### TASK DESCRIPTION
Write out exactly the lines from the start of the entries through the one that contains "holds no rooms.", including both.

»»

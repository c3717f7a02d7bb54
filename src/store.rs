//! Concurrency-safe keyed room storage.
//!
//! Rooms live behind `Arc<Mutex<..>>` so a play holds exclusive access to
//! its room for the full resolution while plays in other rooms proceed in
//! parallel. There is no process-wide mutable state beyond this store.

use std::sync::{Arc, Mutex};

use rustc_hash::FxHashMap;

use crate::room::{Room, RoomId};

/// Shared handle to one room.
pub type RoomHandle = Arc<Mutex<Room>>;

/// Keyed store of active rooms.
#[derive(Debug, Default)]
pub struct RoomStore {
    rooms: Mutex<FxHashMap<RoomId, RoomHandle>>,
    next_id: Mutex<u64>,
}

impl RoomStore {
    /// Create an empty store.
    #[must_use]
    pub fn new() -> Self {
        Self::default()
    }

    /// Create a room with the given RNG seed and return its handle.
    pub fn create(&self, seed: u64) -> (RoomId, RoomHandle) {
        let id = {
            let mut next = self.next_id.lock().expect("room store lock poisoned");
            let id = RoomId(*next);
            *next += 1;
            id
        };

        let handle = Arc::new(Mutex::new(Room::new(id, seed)));
        self.rooms
            .lock()
            .expect("room store lock poisoned")
            .insert(id, Arc::clone(&handle));
        (id, handle)
    }

    /// Get a handle to an existing room.
    #[must_use]
    pub fn get(&self, id: RoomId) -> Option<RoomHandle> {
        self.rooms
            .lock()
            .expect("room store lock poisoned")
            .get(&id)
            .cloned()
    }

    /// Discard a room. Existing handles stay valid until dropped.
    pub fn remove(&self, id: RoomId) -> Option<RoomHandle> {
        self.rooms
            .lock()
            .expect("room store lock poisoned")
            .remove(&id)
    }

    /// Number of active rooms.
    #[must_use]
    pub fn len(&self) -> usize {
        self.rooms.lock().expect("room store lock poisoned").len()
    }

    /// Whether the store holds no rooms.
    #[must_use]
    pub fn is_empty(&self) -> bool {
        self.len() == 0
    }
}
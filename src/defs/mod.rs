//! Static definition tables: card templates, skill definitions, globals.
//!
//! Everything here is read-only at play time; the engine only looks entries
//! up by id. Unknown ids are handled where they are used (logged and
//! skipped), never here.

mod card;
mod global;
mod registry;
mod skill;

pub use card::{CardAttributes, CardDefId, CardTemplate};
pub use global::{GlobalConfig, DEFAULTS_CONFIG};
pub use registry::DefRegistry;
pub use skill::{EffectKind, SkillDef, SkillId, SkillType, TargetType, Trigger, RANGED_ATTACK};
//! The 3x3 grid and its geometry.
//!
//! Cells are indexed 0..=8 row-major (`row * 3 + col`). Adjacency moves by
//! index offset: up -3, down +3, left -1, right +1, with the left/right
//! moves blocked on the respective edge columns so neighbors never wrap
//! between rows.

use serde::{Deserialize, Serialize};

use crate::room::{Account, CardInstance};

/// Number of cells on the board, always exactly 9.
pub const BOARD_CELLS: usize = 9;

/// One of the four adjacency directions.
#[derive(Clone, Copy, Debug, PartialEq, Eq, Hash)]
pub enum Direction {
    Up,
    Down,
    Left,
    Right,
}

impl Direction {
    /// All four directions, in capture-scan order.
    pub const ALL: [Direction; 4] = [
        Direction::Up,
        Direction::Down,
        Direction::Left,
        Direction::Right,
    ];

    /// The direction pointing back at this one.
    #[must_use]
    pub const fn opposite(self) -> Direction {
        match self {
            Direction::Up => Direction::Down,
            Direction::Down => Direction::Up,
            Direction::Left => Direction::Right,
            Direction::Right => Direction::Left,
        }
    }

    /// Index offset for a step in this direction.
    #[must_use]
    pub const fn offset(self) -> isize {
        match self {
            Direction::Up => -3,
            Direction::Down => 3,
            Direction::Left => -1,
            Direction::Right => 1,
        }
    }

    /// The neighboring cell index in this direction, if it exists.
    ///
    /// Left from column 0 and right from column 2 have no neighbor; rows
    /// never wrap.
    #[must_use]
    pub fn neighbor(self, index: usize) -> Option<usize> {
        debug_assert!(index < BOARD_CELLS);
        match self {
            Direction::Left if index % 3 == 0 => return None,
            Direction::Right if index % 3 == 2 => return None,
            _ => {}
        }
        let next = index as isize + self.offset();
        (0..BOARD_CELLS as isize).contains(&next).then(|| next as usize)
    }
}

/// The direction a card at `from` faces toward a card at `to`, for
/// long-range stat comparison.
///
/// Row difference decides before column difference, so a diagonal target is
/// compared vertically. `None` only for `from == to`.
#[must_use]
pub fn facing(from: usize, to: usize) -> Option<Direction> {
    debug_assert!(from < BOARD_CELLS && to < BOARD_CELLS);
    let (from_row, from_col) = (from / 3, from % 3);
    let (to_row, to_col) = (to / 3, to % 3);

    if to_row > from_row {
        Some(Direction::Down)
    } else if to_row < from_row {
        Some(Direction::Up)
    } else if to_col > from_col {
        Some(Direction::Right)
    } else if to_col < from_col {
        Some(Direction::Left)
    } else {
        None
    }
}

/// An occupied cell: the owning player's identity and the card there.
///
/// The cell owns its card; a flip reassigns `owner` and never copies the
/// card. The owner is a copy of the player's identity, not a live reference
/// into the player list.
#[derive(Clone, Debug, PartialEq, Eq, Serialize, Deserialize)]
pub struct Cell {
    /// Account of the player currently owning this cell.
    pub owner: Account,
    /// The card placed here.
    pub card: CardInstance,
}

/// The 3x3 board: a fixed sequence of 9 cells.
#[derive(Clone, Debug, Default, PartialEq, Eq, Serialize, Deserialize)]
pub struct Board {
    cells: [Option<Cell>; BOARD_CELLS],
}

impl Board {
    /// Create an empty board.
    #[must_use]
    pub fn new() -> Self {
        Self::default()
    }

    /// Get the cell at an index.
    #[must_use]
    pub fn get(&self, index: usize) -> Option<&Cell> {
        self.cells.get(index).and_then(|c| c.as_ref())
    }

    /// Get the cell at an index, mutably.
    pub fn get_mut(&mut self, index: usize) -> Option<&mut Cell> {
        self.cells.get_mut(index).and_then(|c| c.as_mut())
    }

    /// Get the card at an index, if the cell is occupied.
    #[must_use]
    pub fn card(&self, index: usize) -> Option<&CardInstance> {
        self.get(index).map(|cell| &cell.card)
    }

    /// Get the card at an index, mutably.
    pub fn card_mut(&mut self, index: usize) -> Option<&mut CardInstance> {
        self.get_mut(index).map(|cell| &mut cell.card)
    }

    /// Whether the cell at an index is empty.
    #[must_use]
    pub fn is_empty(&self, index: usize) -> bool {
        self.get(index).is_none()
    }

    /// Place a cell at an empty index. Returns false if occupied.
    pub fn place(&mut self, index: usize, cell: Cell) -> bool {
        debug_assert!(index < BOARD_CELLS);
        if self.cells[index].is_some() {
            return false;
        }
        self.cells[index] = Some(cell);
        true
    }

    /// Number of occupied cells.
    #[must_use]
    pub fn filled_count(&self) -> usize {
        self.cells.iter().filter(|c| c.is_some()).count()
    }

    /// Whether every cell is occupied.
    ///
    /// The engine never ends a match itself; callers use this to decide.
    #[must_use]
    pub fn is_full(&self) -> bool {
        self.filled_count() == BOARD_CELLS
    }

    /// Iterate over occupied cells in board order.
    pub fn occupied(&self) -> impl Iterator<Item = (usize, &Cell)> {
        self.cells
            .iter()
            .enumerate()
            .filter_map(|(i, c)| c.as_ref().map(|cell| (i, cell)))
    }

    /// The board length. Always [`BOARD_CELLS`].
    #[must_use]
    pub fn len(&self) -> usize {
        self.cells.len()
    }

    /// A board is never without cells.
    #[must_use]
    pub fn is_board_empty(&self) -> bool {
        self.filled_count() == 0
    }
}

#[cfg(test)]
mod tests {
    use super::*;
    use crate::room::InstanceId;
    use crate::defs::CardDefId;

    fn cell(account: &str) -> Cell {
        Cell {
            owner: Account::new(account),
            card: CardInstance::with_stats(
                InstanceId(1),
                CardDefId::new(1),
                [5, 5, 5, 5],
                true,
            ),
        }
    }

    #[test]
    fn test_opposites() {
        for dir in Direction::ALL {
            assert_eq!(dir.opposite().opposite(), dir);
        }
        assert_eq!(Direction::Up.opposite(), Direction::Down);
        assert_eq!(Direction::Left.opposite(), Direction::Right);
    }

    #[test]
    fn test_neighbor_center() {
        assert_eq!(Direction::Up.neighbor(4), Some(1));
        assert_eq!(Direction::Down.neighbor(4), Some(7));
        assert_eq!(Direction::Left.neighbor(4), Some(3));
        assert_eq!(Direction::Right.neighbor(4), Some(5));
    }

    #[test]
    fn test_neighbor_edges_do_not_wrap() {
        // Top-right corner: index 3 is the start of the next row, not a
        // right neighbor.
        assert_eq!(Direction::Right.neighbor(2), None);
        assert_eq!(Direction::Up.neighbor(2), None);
        assert_eq!(Direction::Left.neighbor(2), Some(1));
        assert_eq!(Direction::Down.neighbor(2), Some(5));

        // Left column.
        assert_eq!(Direction::Left.neighbor(3), None);
        assert_eq!(Direction::Left.neighbor(0), None);
        assert_eq!(Direction::Left.neighbor(6), None);

        // Bottom row.
        assert_eq!(Direction::Down.neighbor(7), None);
    }

    #[test]
    fn test_facing_row_before_column() {
        // Straight lines.
        assert_eq!(facing(4, 1), Some(Direction::Up));
        assert_eq!(facing(4, 7), Some(Direction::Down));
        assert_eq!(facing(4, 3), Some(Direction::Left));
        assert_eq!(facing(4, 5), Some(Direction::Right));

        // Diagonals compare vertically.
        assert_eq!(facing(0, 8), Some(Direction::Down));
        assert_eq!(facing(8, 0), Some(Direction::Up));
        assert_eq!(facing(6, 2), Some(Direction::Up));

        // Same row, far column.
        assert_eq!(facing(3, 5), Some(Direction::Right));

        assert_eq!(facing(4, 4), None);
    }

    #[test]
    fn test_board_place_and_lookup() {
        let mut board = Board::new();
        assert_eq!(board.len(), BOARD_CELLS);
        assert!(board.is_empty(4));

        assert!(board.place(4, cell("alice")));
        assert!(!board.place(4, cell("bob")));

        assert_eq!(board.get(4).unwrap().owner.as_str(), "alice");
        assert_eq!(board.filled_count(), 1);
        assert!(!board.is_full());
    }

    #[test]
    fn test_board_occupied_in_order() {
        let mut board = Board::new();
        board.place(7, cell("a"));
        board.place(2, cell("b"));
        board.place(4, cell("c"));

        let indices: Vec<_> = board.occupied().map(|(i, _)| i).collect();
        assert_eq!(indices, vec![2, 4, 7]);
    }

    #[test]
    fn test_board_full() {
        let mut board = Board::new();
        for i in 0..BOARD_CELLS {
            board.place(i, cell("a"));
        }
        assert!(board.is_full());
        assert_eq!(board.len(), BOARD_CELLS);
    }
}
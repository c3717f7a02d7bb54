//! Global configuration entries.
//!
//! The original definition tables carry a `globals` array whose entry 1
//! holds the default card pool and default deck handed to new accounts.
//! The engine consumes these when a player reaches match start without a
//! usable deck.

use serde::{Deserialize, Serialize};

use super::card::CardDefId;

/// One global configuration entry, keyed by integer id.
#[derive(Clone, Debug, Default, PartialEq, Eq, Serialize, Deserialize)]
#[serde(rename_all = "camelCase")]
pub struct GlobalConfig {
    /// Configuration id; entry 1 holds new-account defaults.
    pub id: u32,

    /// Card templates every new account owns.
    #[serde(default)]
    pub default_cards: Vec<CardDefId>,

    /// The deck a new account fields before customizing.
    #[serde(default)]
    pub default_deck: Vec<CardDefId>,
}

/// The config id carrying new-account defaults.
pub const DEFAULTS_CONFIG: u32 = 1;
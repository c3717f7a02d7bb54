//! Room state: players, hands, board, turn pointer, per-play event log.
//!
//! A `Room` is the unit of mutation: the engine's entry points are the only
//! code that writes to it, one play at a time. The event log collects what a
//! play's skills did and is handed back (and cleared) when the play
//! resolves.

use rustc_hash::FxHashMap;
use serde::{Deserialize, Serialize};
use smallvec::SmallVec;

use crate::board::{Board, Direction};
use crate::core::GameRng;
use crate::defs::{CardDefId, CardTemplate, DefRegistry, SkillId};

/// A player identity: the account name.
///
/// Cells store a copy of this, never a reference into the player list.
#[derive(Clone, Debug, PartialEq, Eq, Hash, PartialOrd, Ord, Serialize, Deserialize)]
pub struct Account(String);

impl Account {
    /// Create an account identity.
    #[must_use]
    pub fn new(account: impl Into<String>) -> Self {
        Self(account.into())
    }

    /// The account name.
    #[must_use]
    pub fn as_str(&self) -> &str {
        &self.0
    }
}

impl std::fmt::Display for Account {
    fn fmt(&self, f: &mut std::fmt::Formatter<'_>) -> std::fmt::Result {
        f.write_str(&self.0)
    }
}

/// Unique identifier for a room.
#[derive(Clone, Copy, Debug, PartialEq, Eq, Hash, Serialize, Deserialize)]
pub struct RoomId(pub u64);

impl std::fmt::Display for RoomId {
    fn fmt(&self, f: &mut std::fmt::Formatter<'_>) -> std::fmt::Result {
        write!(f, "Room({})", self.0)
    }
}

/// Unique identifier for a card instance within a room.
#[derive(Clone, Copy, Debug, PartialEq, Eq, Hash, Serialize, Deserialize)]
pub struct InstanceId(pub u64);

/// A card in play or in hand.
///
/// Created when a hand is dealt, destroyed only with the room. Stats start
/// at template values (unclamped) and are clamped to [0, 20] by effects.
/// The skill list can shrink (adjudicating skills are stripped on capture)
/// but never grows.
#[derive(Clone, Debug, PartialEq, Eq, Serialize, Deserialize)]
#[serde(rename_all = "camelCase")]
pub struct CardInstance {
    /// Unique per instance within a room.
    pub id: InstanceId,
    /// The template this instance was dealt from.
    pub def_id: CardDefId,
    /// Attack value toward the cell above.
    pub up: i32,
    /// Attack value toward the cell below.
    pub down: i32,
    /// Attack value toward the cell to the left.
    pub left: i32,
    /// Attack value toward the cell to the right.
    pub right: i32,
    /// Whether this card evaluates adjacency combat when placed.
    pub can_attack: bool,
    /// Remaining skills, in template order.
    pub skills: SmallVec<[SkillId; 4]>,
}

impl CardInstance {
    /// Instantiate a template.
    #[must_use]
    pub fn from_template(id: InstanceId, template: &CardTemplate) -> Self {
        let attrs = &template.attributes;
        Self {
            id,
            def_id: template.id,
            up: attrs.up,
            down: attrs.down,
            left: attrs.left,
            right: attrs.right,
            can_attack: attrs.can_attack,
            skills: attrs.skills.clone(),
        }
    }

    /// Build an instance directly from stats (`[up, down, left, right]`).
    #[must_use]
    pub fn with_stats(id: InstanceId, def_id: CardDefId, stats: [i32; 4], can_attack: bool) -> Self {
        Self {
            id,
            def_id,
            up: stats[0],
            down: stats[1],
            left: stats[2],
            right: stats[3],
            can_attack,
            skills: SmallVec::new(),
        }
    }

    /// The stat facing a direction.
    #[must_use]
    pub fn stat(&self, dir: Direction) -> i32 {
        match dir {
            Direction::Up => self.up,
            Direction::Down => self.down,
            Direction::Left => self.left,
            Direction::Right => self.right,
        }
    }

    /// Mutable access to the stat facing a direction.
    pub fn stat_mut(&mut self, dir: Direction) -> &mut i32 {
        match dir {
            Direction::Up => &mut self.up,
            Direction::Down => &mut self.down,
            Direction::Left => &mut self.left,
            Direction::Right => &mut self.right,
        }
    }

    /// Snapshot of all four stats, for computing effect deltas.
    #[must_use]
    pub fn stats(&self) -> StatChanges {
        StatChanges {
            up: self.up,
            down: self.down,
            left: self.left,
            right: self.right,
        }
    }

    /// The direction with the highest stat (scan-order tiebreak).
    #[must_use]
    pub fn highest_dir(&self) -> Direction {
        let mut best = Direction::Up;
        for dir in Direction::ALL {
            if self.stat(dir) > self.stat(best) {
                best = dir;
            }
        }
        best
    }

    /// The direction with the lowest stat (scan-order tiebreak).
    #[must_use]
    pub fn lowest_dir(&self) -> Direction {
        let mut worst = Direction::Up;
        for dir in Direction::ALL {
            if self.stat(dir) < self.stat(worst) {
                worst = dir;
            }
        }
        worst
    }

    /// Whether the card still carries a skill.
    #[must_use]
    pub fn has_skill(&self, id: SkillId) -> bool {
        self.skills.contains(&id)
    }

    /// Remove every skill whose definition is marked adjudicating.
    ///
    /// Skills with no definition are kept, not stripped. Returns how many
    /// were removed. Called when this card is captured, by adjacency combat
    /// or by a remote flip.
    pub fn strip_adjudicating(&mut self, defs: &DefRegistry) -> usize {
        let before = self.skills.len();
        self.skills
            .retain(|id| defs.skill(*id).map_or(true, |def| !def.is_adjudicating()));
        before - self.skills.len()
    }
}

/// Per-direction stat delta (or snapshot) of a card.
#[derive(Clone, Copy, Debug, Default, PartialEq, Eq, Serialize, Deserialize)]
pub struct StatChanges {
    pub up: i32,
    pub down: i32,
    pub left: i32,
    pub right: i32,
}

impl StatChanges {
    /// Per-direction difference `after - before`.
    #[must_use]
    pub fn delta(after: &StatChanges, before: &StatChanges) -> Self {
        Self {
            up: after.up - before.up,
            down: after.down - before.down,
            left: after.left - before.left,
            right: after.right - before.right,
        }
    }

    /// Whether every direction is unchanged.
    #[must_use]
    pub fn is_zero(&self) -> bool {
        *self == Self::default()
    }
}

/// One record in a room's per-play event log.
///
/// Serialized with the original wire names (`card_flipped`, `skill_effect`,
/// camelCase fields) so existing clients can consume it unchanged.
#[derive(Clone, Debug, PartialEq, Eq, Serialize, Deserialize)]
#[serde(tag = "type")]
pub enum Event {
    /// A skill flipped a card's ownership (remote flip).
    #[serde(rename = "card_flipped")]
    #[serde(rename_all = "camelCase")]
    CardFlipped {
        skill_id: SkillId,
        source_card_id: InstanceId,
        target_card_id: InstanceId,
        new_owner: Account,
    },

    /// A skill changed a card's stats; deltas recorded for all four
    /// directions, zeros included.
    #[serde(rename = "skill_effect")]
    #[serde(rename_all = "camelCase")]
    SkillEffect {
        skill_id: SkillId,
        source_card_id: InstanceId,
        target_card_id: InstanceId,
        changes: StatChanges,
    },
}

/// One match's worth of mutable state.
///
/// Owned by the room store for the match lifetime; mutated only through the
/// engine entry points. The RNG is part of the room so a seeded room replays
/// deterministically.
#[derive(Clone, Debug, Serialize)]
#[serde(rename_all = "camelCase")]
pub struct Room {
    /// Room identifier.
    pub id: RoomId,

    /// Seated players, in join order. At most two.
    players: Vec<Account>,

    /// Each player's hand, dealt at match start.
    pub hands: FxHashMap<Account, Vec<CardInstance>>,

    /// The 3x3 grid.
    pub board: Board,

    /// Account of the player to move; `None` until the match starts.
    pub turn: Option<Account>,

    /// Events of the play being resolved; cleared when the play returns.
    events: Vec<Event>,

    #[serde(skip)]
    pub(crate) rng: GameRng,

    #[serde(skip)]
    next_instance: u64,
}

impl Room {
    /// Create an empty room with a seeded RNG.
    #[must_use]
    pub fn new(id: RoomId, seed: u64) -> Self {
        Self {
            id,
            players: Vec::with_capacity(2),
            hands: FxHashMap::default(),
            board: Board::new(),
            turn: None,
            events: Vec::new(),
            rng: GameRng::new(seed),
            next_instance: 0,
        }
    }

    /// Seated players, in join order.
    #[must_use]
    pub fn players(&self) -> &[Account] {
        &self.players
    }

    /// Seat a player. Returns false if the room is full or the account is
    /// already seated.
    pub fn add_player(&mut self, account: Account) -> bool {
        if self.players.len() >= 2 || self.players.contains(&account) {
            return false;
        }
        self.players.push(account);
        true
    }

    /// Whether both seats are taken.
    #[must_use]
    pub fn is_ready(&self) -> bool {
        self.players.len() == 2
    }

    /// Whether an account is seated here.
    #[must_use]
    pub fn has_player(&self, account: &Account) -> bool {
        self.players.contains(account)
    }

    /// The other seated player.
    #[must_use]
    pub fn opponent_of(&self, account: &Account) -> Option<&Account> {
        self.players.iter().find(|p| *p != account)
    }

    /// A player's hand; empty if none dealt.
    #[must_use]
    pub fn hand(&self, account: &Account) -> &[CardInstance] {
        self.hands.get(account).map_or(&[], Vec::as_slice)
    }

    /// Allocate a fresh card instance id.
    pub(crate) fn alloc_instance(&mut self) -> InstanceId {
        let id = InstanceId(self.next_instance);
        self.next_instance += 1;
        id
    }

    /// Append an event to the per-play log.
    pub(crate) fn push_event(&mut self, event: Event) {
        self.events.push(event);
    }

    /// Events accumulated by the play being resolved.
    #[must_use]
    pub fn events(&self) -> &[Event] {
        &self.events
    }

    /// Drain the per-play event log.
    pub fn take_events(&mut self) -> Vec<Event> {
        std::mem::take(&mut self.events)
    }
}

#[cfg(test)]
mod tests {
    use super::*;
    use crate::defs::{EffectKind, SkillDef, TargetType, Trigger};

    fn template() -> CardTemplate {
        CardTemplate::new(CardDefId::new(7), "Test")
            .with_stats(1, 2, 3, 4)
            .with_skill(SkillId::new(100))
            .with_skill(SkillId::new(200))
    }

    #[test]
    fn test_instance_from_template() {
        let card = CardInstance::from_template(InstanceId(0), &template());

        assert_eq!(card.def_id, CardDefId::new(7));
        assert_eq!(card.stat(Direction::Up), 1);
        assert_eq!(card.stat(Direction::Right), 4);
        assert!(card.can_attack);
        assert_eq!(card.skills.len(), 2);
    }

    #[test]
    fn test_highest_and_lowest_dir() {
        let card = CardInstance::with_stats(InstanceId(0), CardDefId::new(1), [3, 8, 8, 1], true);
        // Ties resolve in up/down/left/right scan order.
        assert_eq!(card.highest_dir(), Direction::Down);
        assert_eq!(card.lowest_dir(), Direction::Right);
    }

    #[test]
    fn test_strip_adjudicating_keeps_unknown_ids() {
        let mut defs = DefRegistry::new();
        defs.register_skill(
            SkillDef::new(
                SkillId::new(100),
                Trigger::OnPlay,
                TargetType::Self_,
                EffectKind::Buff,
            )
            .adjudicating(),
        );
        // SkillId(200) has no definition.

        let mut card = CardInstance::from_template(InstanceId(0), &template());
        let removed = card.strip_adjudicating(&defs);

        assert_eq!(removed, 1);
        assert!(!card.has_skill(SkillId::new(100)));
        assert!(card.has_skill(SkillId::new(200)));
    }

    #[test]
    fn test_stat_changes_delta() {
        let before = StatChanges { up: 5, down: 5, left: 5, right: 5 };
        let after = StatChanges { up: 7, down: 5, left: 3, right: 5 };

        let delta = StatChanges::delta(&after, &before);
        assert_eq!(delta, StatChanges { up: 2, down: 0, left: -2, right: 0 });
        assert!(!delta.is_zero());
        assert!(StatChanges::delta(&before, &before).is_zero());
    }

    #[test]
    fn test_room_seating() {
        let mut room = Room::new(RoomId(1), 42);
        let alice = Account::new("alice");
        let bob = Account::new("bob");

        assert!(room.add_player(alice.clone()));
        assert!(!room.is_ready());
        assert!(!room.add_player(alice.clone()));
        assert!(room.add_player(bob.clone()));
        assert!(room.is_ready());
        assert!(!room.add_player(Account::new("carol")));

        assert_eq!(room.opponent_of(&alice), Some(&bob));
        assert_eq!(room.opponent_of(&bob), Some(&alice));
    }

    #[test]
    fn test_room_event_log_drains() {
        let mut room = Room::new(RoomId(1), 42);
        room.push_event(Event::CardFlipped {
            skill_id: SkillId::new(1),
            source_card_id: InstanceId(0),
            target_card_id: InstanceId(1),
            new_owner: Account::new("alice"),
        });

        assert_eq!(room.events().len(), 1);
        let events = room.take_events();
        assert_eq!(events.len(), 1);
        assert!(room.events().is_empty());
    }

    #[test]
    fn test_event_wire_shape() {
        let event = Event::SkillEffect {
            skill_id: SkillId::new(30001),
            source_card_id: InstanceId(3),
            target_card_id: InstanceId(5),
            changes: StatChanges { up: 2, down: 0, left: 0, right: 0 },
        };

        let json = serde_json::to_value(&event).unwrap();
        assert_eq!(json["type"], "skill_effect");
        assert_eq!(json["skillId"], 30001);
        assert_eq!(json["sourceCardId"], 3);
        assert_eq!(json["targetCardId"], 5);
        assert_eq!(json["changes"]["up"], 2);
        assert_eq!(json["changes"]["down"], 0);

        let flip = Event::CardFlipped {
            skill_id: SkillId::new(30003),
            source_card_id: InstanceId(3),
            target_card_id: InstanceId(5),
            new_owner: Account::new("alice"),
        };
        let json = serde_json::to_value(&flip).unwrap();
        assert_eq!(json["type"], "card_flipped");
        assert_eq!(json["newOwner"], "alice");
    }

    #[test]
    fn test_instance_ids_unique() {
        let mut room = Room::new(RoomId(1), 42);
        let a = room.alloc_instance();
        let b = room.alloc_instance();
        assert_ne!(a, b);
    }
}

««

### EXERCISE OUTPUT
repository c3717f7a02d7bb54
filename src/store.rs
//! Concurrency-safe keyed room storage.
//!
//! Rooms live behind `Arc<Mutex<..>>` so a play holds exclusive access to
//! its room for the full resolution while plays in other rooms proceed in
//! parallel. There is no process-wide mutable state beyond this store.

use std::sync::{Arc, Mutex};

use rustc_hash::FxHashMap;

use crate::room::{Room, RoomId};

/// Shared handle to one room.
pub type RoomHandle = Arc<Mutex<Room>>;

/// Keyed store of active rooms.
#[derive(Debug, Default)]
pub struct RoomStore {
    rooms: Mutex<FxHashMap<RoomId, RoomHandle>>,
    next_id: Mutex<u64>,
}

impl RoomStore {
    /// Create an empty store.
    #[must_use]
    pub fn new() -> Self {
        Self::default()
    }

    /// Create a room with the given RNG seed and return its handle.
    pub fn create(&self, seed: u64) -> (RoomId, RoomHandle) {
        let id = {
            let mut next = self.next_id.lock().expect("room store lock poisoned");
            let id = RoomId(*next);
            *next += 1;
            id
        };

        let handle = Arc::new(Mutex::new(Room::new(id, seed)));
        self.rooms
            .lock()
            .expect("room store lock poisoned")
            .insert(id, Arc::clone(&handle));
        (id, handle)
    }

    /// Get a handle to an existing room.
    #[must_use]
    pub fn get(&self, id: RoomId) -> Option<RoomHandle> {
        self.rooms
            .lock()
            .expect("room store lock poisoned")
            .get(&id)
            .cloned()
    }

    /// Discard a room. Existing handles stay valid until dropped.
    pub fn remove(&self, id: RoomId) -> Option<RoomHandle> {
        self.rooms
            .lock()
            .expect("room store lock poisoned")
            .remove(&id)
    }

    /// Number of active rooms.
    #[must_use]
    pub fn len(&self) -> usize {
        self.rooms.lock().expect("room store lock poisoned").len()
    }

    /// Whether the store holds no rooms.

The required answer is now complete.